Everyone who explains to me why this is bad does so in the context of a completely flexible relational design where you don't ever create real tables past a basic few basic initial tables (e.g. object, attribute, object_attribute)-- which I think we all can agree is bad. But this is a much more limited and contained version of that (only Products, not every object in the system), so I don't think it is fair to group these two architectures together.

What issues have you encountered (experience or theoretical) that makes this design so bad?

2) Another way to solve this is to create a Product table with a bunch of columns like Size, Color, Shape, Weight, Sugar, etc and then include some extra columns at the end to give us some flexibility. This will create generally sparse rows filled mostly with NULLs. People tend to like this approach, but my question is how many columns can you have before this approach loses its performance benefits? If you have 200 columns, I imagine this is no longer a smart move, but what about 100 columns? 50 columns? 25 columns?

3) The final approach I know about is to store all of the attributes as a blob (JSON perhaps) in a single column of the Products table. I like this approach but it doesn't feel right. Queries are hard. And if you want to be able to easily change the name of an attribute later, you either have to parse every record individually or have them keyed in your blob by some id. If you go the id path then you will need another table Attributes and things start to look like approach #1 from above except you won't be able to join the attribute_id with your blob, so I hope you didn't want to query anything by attribute name.

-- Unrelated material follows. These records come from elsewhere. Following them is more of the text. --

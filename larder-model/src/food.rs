//! The food record, the catalog's concrete record type.

use crate::{CatalogRecord, Category, CategoryId, Favorable, FieldPath, FieldValue, RecordId};
use serde::{Deserialize, Serialize};

/// A food item in the catalog.
///
/// The reference [`CatalogRecord`] implementation: every value the UI
/// sorts or renders is reachable by dotted path through [`Food::field`],
/// including the nested `category.name`.
#[derive(Debug, Clone, PartialEq, Serialize, Deserialize)]
pub struct Food {
    pub id: RecordId,
    pub name: String,
    pub category: Category,
    pub price: f64,
    pub number_in_stock: u32,
    /// User-toggled marker. Missing in serialized form means not favored.
    #[serde(default)]
    pub is_favored: bool,
}

impl Food {
    /// Creates a food with a freshly minted id, not favored.
    #[must_use]
    pub fn new(
        name: impl Into<String>,
        category: Category,
        price: f64,
        number_in_stock: u32,
    ) -> Self {
        Self {
            id: RecordId::new(),
            name: name.into(),
            category,
            price,
            number_in_stock,
            is_favored: false,
        }
    }
}

impl CatalogRecord for Food {
    fn id(&self) -> &RecordId {
        &self.id
    }

    fn category_id(&self) -> &CategoryId {
        &self.category.id
    }

    fn name(&self) -> &str {
        &self.name
    }

    fn field(&self, path: &FieldPath) -> FieldValue<'_> {
        let segments: Vec<&str> = path.segments().collect();
        match segments.as_slice() {
            ["name"] => FieldValue::Text(&self.name),
            ["price"] => FieldValue::Number(self.price),
            ["number_in_stock"] => FieldValue::Number(f64::from(self.number_in_stock)),
            ["is_favored"] => FieldValue::Bool(self.is_favored),
            ["category", "id"] => FieldValue::Text(self.category.id.as_str()),
            ["category", "name"] => FieldValue::Text(&self.category.name),
            _ => FieldValue::Absent,
        }
    }
}

impl Favorable for Food {
    fn is_favored(&self) -> bool {
        self.is_favored
    }

    fn set_favored(&mut self, favored: bool) {
        self.is_favored = favored;
    }
}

What I like about this approach though is you can query one product and in your code you can easily access all the properties it has -- fast. And if you delete a product, you won't have to cleanup other tables -- easy to stay consistent.

4) I have read some things about being able to index strongly typed xml formats in some RDBMSs, but I honestly don't know much about this approach.

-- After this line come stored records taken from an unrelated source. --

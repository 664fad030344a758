//! The collection-view pipeline: filter, sort, paginate.
//!
//! [`apply`] is the single entry point every catalog page routes through.
//! It never mutates its inputs and performs no I/O; the same snapshot and
//! view state always produce the same page.

use crate::state::{PageRequest, SortOrder, SortSpec, ViewFilter, ViewState};
use larder_model::{CatalogRecord, FieldValue};
use serde::Serialize;
use std::cmp::Ordering;
use tracing::debug;

/// One page of a filtered, sorted collection, plus the counts the UI needs
/// for its "Showing N items" line and page links.
#[derive(Debug, Clone, PartialEq, Serialize)]
pub struct CollectionPage<R> {
    /// The records on the requested page, in display order.
    pub records: Vec<R>,
    /// Records matching the active filter, counted before pagination.
    pub matched: usize,
    /// Size of the unfiltered snapshot. Zero means an empty catalog, which
    /// the UI presents differently from a filter that matched nothing.
    pub catalog_len: usize,
    /// The page request that produced this page.
    pub request: PageRequest,
}

impl<R> CollectionPage<R> {
    /// True when the snapshot itself is empty, as opposed to a filter
    /// matching nothing.
    #[must_use]
    pub fn is_catalog_empty(&self) -> bool {
        self.catalog_len == 0
    }

    /// Total pages the matched set spans at this page size.
    #[must_use]
    pub fn page_count(&self) -> usize {
        self.matched.div_ceil(self.request.size())
    }
}

/// Applies a view state to a record snapshot.
///
/// The stages run in a fixed order: the category or search filter, a
/// stable sort on the selected field, then the page slice. `matched`
/// counts the records surviving the filter stage, before pagination, so
/// the count stays constant while the user pages through results. A page
/// number beyond the matched range yields an empty page.
#[must_use]
pub fn apply<R>(records: &[R], view: &ViewState) -> CollectionPage<R>
where
    R: CatalogRecord + Clone,
{
    let mut filtered = filter_stage(records, view.filter());
    let matched = filtered.len();

    sort_stage(&mut filtered, view.sort());

    let page = view.page();
    let selected: Vec<R> = filtered
        .into_iter()
        .skip(page.offset())
        .take(page.size())
        .cloned()
        .collect();

    debug!(
        matched,
        catalog_len = records.len(),
        page = page.number(),
        returned = selected.len(),
        "Collection view applied"
    );

    CollectionPage {
        records: selected,
        matched,
        catalog_len: records.len(),
        request: page,
    }
}

/// Keeps the records passing the active filter, preserving snapshot order.
fn filter_stage<'a, R: CatalogRecord>(records: &'a [R], filter: &ViewFilter) -> Vec<&'a R> {
    if filter.is_trivial() {
        return records.iter().collect();
    }
    match filter {
        ViewFilter::Category(id) => records
            .iter()
            .filter(|record| record.category_id() == id)
            .collect(),
        ViewFilter::Search(term) => {
            let needle = term.to_lowercase();
            records
                .iter()
                .filter(|record| record.name().to_lowercase().contains(&needle))
                .collect()
        }
        ViewFilter::None => records.iter().collect(),
    }
}

/// Stable sort on the field addressed by the sort key.
///
/// Each key is extracted once per record. Records whose key is absent sort
/// last regardless of direction; present keys compare with the direction
/// applied.
fn sort_stage<'a, R: CatalogRecord>(records: &mut Vec<&'a R>, sort: &SortSpec) {
    let mut keyed: Vec<(FieldValue<'a>, &'a R)> = records
        .drain(..)
        .map(|record| (record.field(&sort.path), record))
        .collect();

    keyed.sort_by(|(a, _), (b, _)| compare_keys(a, b, sort.order));
    records.extend(keyed.into_iter().map(|(_, record)| record));
}

fn compare_keys(a: &FieldValue<'_>, b: &FieldValue<'_>, order: SortOrder) -> Ordering {
    match (a.is_absent(), b.is_absent()) {
        (true, true) => Ordering::Equal,
        // Absent keys sort last in both directions.
        (true, false) => Ordering::Greater,
        (false, true) => Ordering::Less,
        (false, false) => match order {
            SortOrder::Asc => a.compare(b),
            SortOrder::Desc => a.compare(b).reverse(),
        },
    }
}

I am stuck. I feel like approach #1 is the best bet, but everything I read says that way stinks. What is the right way to think about this problem to be able to decide what is the best method for a given situation? More ideas than what I have listed are obviously welcomed!

like image 337
Davis Dimitriov Avatar asked Jun 24 '11 19:06

Davis Dimitriov


3 Answers

You can probably find a great deal about this topic by doing a Google search on "entity attribute value antipattern".

One of the issues with this approach is that you end up mixing meta-data with actual data. Your "attribute" has to now tell the database what exactly is held in the "value" column. This can make it very difficult to handle this data in front-ends, reporting software, etc.

Second, you're going to have a very hard time actually enforcing any data integrity in the database. When your product has an attribute of "weight" what's to stop someone from putting "22 inches" in the value? Or a non-numeric value completely. You might say, "Well, my application will handle that." Then you need to change your application every time that you want to add a new attribute because the application needs to know how to handle it. If you're going to go through all of that work, just add a new column.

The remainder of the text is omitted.